- Vector spaces. Operations between vectors and matrices. Determinant. Linear transformations and matrices. Evigenvalues and eigenvectors.
- Functions of several variables: Taylor Series, Double Integrals, Differential, Partial Derivatives. Maximum and minimum. Linear differential equations.
- Random variables, distributions and laws, computation of probability laws. Central limit theorems.
- Poisson processes, Markov chains. Random walk
-Financial transactions and markets. Interest rates
-I.Khuri-Advanced Calculus. Second Edition Wiley Series in Probability and Statistics.
-R.Magnus e H. Neudecker. “Matrix differential Calculus with Applications in Statistics”. Third Edition. John Wiley and Sons.
- M.Bramanti, C.D. Pagani e S.Salsa. Calcolo infinitesimale e algebra lineare. Zanichelli.
-S.Abeasis. Elementi di algebra lineare e geometria. Zanichelli.
- P. Baldi, Calcolo delle probabilita`.
- S.M. Ross, Calcolo delle probabilita`.
-G. Scandolo, Matematica finanziaria.
Learning Objectives
The course aims to provide students with the knowledge and the ability to understand and apply the basic concepts and results of linear algebra and differential and integral calculus in two or more dimensions. The course also intends to develop the ability to use matrix and differential calculus, especially in the case of two real variable functions, in solving the exercises.

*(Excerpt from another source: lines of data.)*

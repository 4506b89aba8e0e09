//! Table schema descriptions used by the in-memory database and available
//! to embedders that validate programs before execution.

use serde::{Deserialize, Serialize};

use crate::{DataKind, TableId};

/// A column declaration: name, value kind, and (for `Record` columns) the
/// referenced table.
#[derive(Debug, Clone, PartialEq, Serialize, Deserialize)]
#[non_exhaustive]
pub struct ColumnSpec {
    pub name: String,
    pub kind: DataKind,
    pub reference: Option<TableId>,
}

impl ColumnSpec {
    pub fn new(name: impl Into<String>, kind: DataKind) -> Self {
        Self {
            name: name.into(),
            kind,
            reference: None,
        }
    }

    pub fn reference(name: impl Into<String>, table: TableId) -> Self {
        Self {
            name: name.into(),
            kind: DataKind::Record,
            reference: Some(table),
        }
    }
}

/// A table declaration.
#[derive(Debug, Clone, Serialize, Deserialize)]
pub struct TableSchema {
    pub name: String,
    /// Kind of the table key; `None` for keyless (array) tables.
    pub key_kind: Option<DataKind>,
    pub columns: Vec<ColumnSpec>,
}

impl TableSchema {
    pub fn builder(name: impl Into<String>) -> TableSchemaBuilder {
        TableSchemaBuilder {
            name: name.into(),
            key_kind: None,
            columns: Vec::new(),
        }
    }

    pub fn column(&self, name: &str) -> Option<&ColumnSpec> {
        self.columns.iter().find(|c| c.name == name)
    }

    pub fn column_index(&self, name: &str) -> Option<usize> {
        self.columns.iter().position(|c| c.name == name)
    }
}

/// Builder for [`TableSchema`].
#[derive(Debug)]
pub struct TableSchemaBuilder {
    name: String,
    key_kind: Option<DataKind>,
    columns: Vec<ColumnSpec>,
}

impl TableSchemaBuilder {
    pub fn key(mut self, kind: DataKind) -> Self {
        self.key_kind = Some(kind);
        self
    }

    pub fn column(mut self, name: impl Into<String>, kind: DataKind) -> Self {
        self.columns.push(ColumnSpec::new(name, kind));
        self
    }

    pub fn reference_column(mut self, name: impl Into<String>, table: TableId) -> Self {
        self.columns.push(ColumnSpec::reference(name, table));
        self
    }

    pub fn build(self) -> TableSchema {
        TableSchema {
            name: self.name,
            key_kind: self.key_kind,
            columns: self.columns,
        }
    }
}
//! Server-backed entity snapshots.
//!
//! Each entity mirrors the remote API's JSON shape exactly. Entities are
//! plain data: the client replaces them wholesale on load or confirmed
//! mutation and never merges fields.

pub mod company;
pub mod coupon;
pub mod customer;

pub use company::Company;
pub use coupon::{Coupon, CouponError};
pub use customer::Customer;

The course aims to provide to students the knowledge and understanding of concepts and results on discrete and continuous random variables to calculate probabilities required by concrete situations and to calculate the laws (or distributions) of one-dimensional and multidimensional random variables models for known models and random variables that cannot be studied using known models. The course aims to provide to students the knowledge and understanding skills of the limit theorems (with the related proof), Poisson processes and the Markov chains (based on the Monte Carlo method) with attention to capacity development to apply these results to problems that require the modeling to a concrete situation.

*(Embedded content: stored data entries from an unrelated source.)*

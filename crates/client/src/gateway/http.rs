//! `reqwest`-backed gateway implementation.
//!
//! Attaches the current identity's bearer token to every request (the view
//! layer never sees a header) and shapes non-success responses into
//! [`GatewayError::Status`] with the body sniffed into one of the known
//! error shapes.

use std::future::Future;
use std::sync::Arc;

use secrecy::ExposeSecret;
use serde::Serialize;
use serde::de::DeserializeOwned;
use serde_json::Value;
use tracing::debug;
use url::Url;

use crate::config::ClientConfig;
use crate::gateway::{Confirmation, ErrorBody, Gateway, GatewayError, Resource};
use crate::store::EntityStore;

/// HTTP gateway against the remote coupon API.
#[derive(Clone)]
pub struct HttpGateway {
    inner: Arc<HttpGatewayInner>,
}

struct HttpGatewayInner {
    client: reqwest::Client,
    base: Url,
    store: EntityStore,
}

impl HttpGateway {
    /// Create a gateway from configuration.
    ///
    /// The store handle is read for the identity token on every request;
    /// the gateway itself holds no credentials.
    ///
    /// # Errors
    ///
    /// Returns an error if the HTTP client fails to build.
    pub fn new(config: &ClientConfig, store: EntityStore) -> Result<Self, GatewayError> {
        let client = reqwest::Client::builder()
            .timeout(config.timeout)
            .build()?;

        Ok(Self {
            inner: Arc::new(HttpGatewayInner {
                client,
                base: config.base_url.clone(),
                store,
            }),
        })
    }

    fn url(&self, resource: Resource) -> Result<Url, GatewayError> {
        self.inner
            .base
            .join(&resource.path())
            .map_err(|e| GatewayError::Transport(format!("invalid resource URL: {e}")))
    }

    /// Attach the current identity's bearer token, if one is present.
    fn authorize(&self, request: reqwest::RequestBuilder) -> reqwest::RequestBuilder {
        match self.inner.store.identity() {
            Some(identity) => request.bearer_auth(identity.token().expose_secret()),
            None => request,
        }
    }

    /// Send a request and shape any non-success status into a structured
    /// failure.
    async fn send(
        &self,
        request: reqwest::RequestBuilder,
    ) -> Result<reqwest::Response, GatewayError> {
        let response = self.authorize(request).send().await?;
        let status = response.status();

        if status.is_success() {
            return Ok(response);
        }

        let body = sniff_body(response.text().await.unwrap_or_default());
        debug!(status = status.as_u16(), ?body, "remote call rejected");
        Err(GatewayError::Status {
            status: status.as_u16(),
            body,
        })
    }
}

impl Gateway for HttpGateway {
    fn list<T>(
        &self,
        resource: Resource,
    ) -> impl Future<Output = Result<Vec<T>, GatewayError>> + Send
    where
        T: DeserializeOwned,
    {
        async move {
            let url = self.url(resource)?;
            let response = self.send(self.inner.client.get(url)).await?;
            let value: Value = response.json().await?;
            let items = unwrap_list_envelope(value)?;
            Ok(serde_json::from_value(items)?)
        }
    }

    fn create<B>(
        &self,
        resource: Resource,
        body: &B,
    ) -> impl Future<Output = Result<Confirmation, GatewayError>> + Send
    where
        B: Serialize + Sync,
    {
        async move {
            let url = self.url(resource)?;
            let response = self.send(self.inner.client.post(url).json(body)).await?;
            Ok(response.json().await?)
        }
    }

    fn update<B>(
        &self,
        resource: Resource,
        body: &B,
    ) -> impl Future<Output = Result<Confirmation, GatewayError>> + Send
    where
        B: Serialize + Sync,
    {
        async move {
            let url = self.url(resource)?;
            let response = self.send(self.inner.client.put(url).json(body)).await?;
            Ok(response.json().await?)
        }
    }

    fn delete(
        &self,
        resource: Resource,
    ) -> impl Future<Output = Result<Confirmation, GatewayError>> + Send {
        async move {
            let url = self.url(resource)?;
            let response = self.send(self.inner.client.delete(url)).await?;
            Ok(response.json().await?)
        }
    }
}

/// Sniff a failure body into one of the shapes the classifier understands.
fn sniff_body(text: String) -> ErrorBody {
    if text.trim().is_empty() {
        return ErrorBody::Empty;
    }

    match serde_json::from_str::<Value>(&text) {
        Ok(Value::String(s)) => ErrorBody::Text(s),
        Ok(Value::Array(items)) => {
            let strings: Option<Vec<String>> = items
                .iter()
                .map(|v| v.as_str().map(str::to_owned))
                .collect();
            match strings {
                Some(list) => ErrorBody::List(list),
                None => ErrorBody::Json(Value::Array(items)),
            }
        }
        Ok(other) => ErrorBody::Json(other),
        // Not JSON at all: the server sent its message as plain text.
        Err(_) => ErrorBody::Text(text),
    }
}

/// Accept a bare JSON array or the API's single-key list envelope
/// (`{"coupons": [...]}`).
fn unwrap_list_envelope(value: Value) -> Result<Value, GatewayError> {
    match value {
        Value::Array(_) => Ok(value),
        Value::Object(map) => {
            let mut arrays = map.into_iter().filter(|(_, v)| v.is_array());
            match (arrays.next(), arrays.next()) {
                (Some((_, inner)), None) => Ok(inner),
                _ => Err(GatewayError::Parse(
                    "list response is neither an array nor a single-key envelope".to_owned(),
                )),
            }
        }
        _ => Err(GatewayError::Parse(
            "list response is neither an array nor a single-key envelope".to_owned(),
        )),
    }
}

Particular attention is given to developing the communicative skills needed to expose the main arguments of the lessons and to solve the problems by justifying the correct statements and deductions with correct mathematical language.
Prerequisites
Differential and integral calculation in one variable for real functions. Basic knowledge of algebra and geometry.
Teaching Methods
Lectures and discussion and correction of homework
Type of Assessment
The exam consists of two written examinations per session with open questions of two types. The first type in which the student should state and prove results explained during the lessons, with the aim to verifying the knowledge, the understanding and the quality of the exposition. A second type in which the questions are conceived to assess the ability of the students to apply their skills to problem modelling and solving, and to give the rigorous justification using formule and the appropriate scientific language. Moreover, the questions will be formulated to highlight whether the student is able to choose the best probabilistic models to solve the concrete situation described in the exercise.
In addition, concerning the part related to: "Financial transactions and financial markets, and interest rates", the student must solve a concrete mathematical problem related to a portfolio situation using appropriate scientific language.
Additionally, the students will have the opportunity to perform two partial tests that, if both successful, will allow them to access directly to the oral examination.
The student may also choose to take an oral test in order to improve the mark of the weigted mean of the written parts.
Course program
The course introduces the basic elements of linear algebra and real analysis in several variables, with particular emphasis on matrix calculus and differential and integral calculation in multiple variables. In addition, the course introduces the basic elements of stochastic processes with particular focus on the Poisson process and Markov chains and financial mathematical applications.
The main arguments are:
1) Vector spaces. Operations between vectors. Matrix operations. Determinant. Linear transformations and matrices. Eigenvalues and eigenvectors. Quadratic Forms.
2) N-dimensional euclidean vector space.Taylor Series. Functions in multiple variables. Riemann Integral. Double Integral. Total Derivatives and Partial Derivatives. Maximum and minimum for multiple variable functions. Newton-Raphson method.
Linear differential equations of first and second order.
3) Random variables, distributions and laws, computation of probabilistic laws. Convergence and approximation, limit theorems.
4) Stochastic processes: Poisson processes, Markov chains. Random walks.
5) Financial transactions and markets. Interest rates. Non-arbitrage principle. Definition of economic risk. Decisions under uncertainty and risk aversion. Risk Measures. First notions about portfolio selection problem.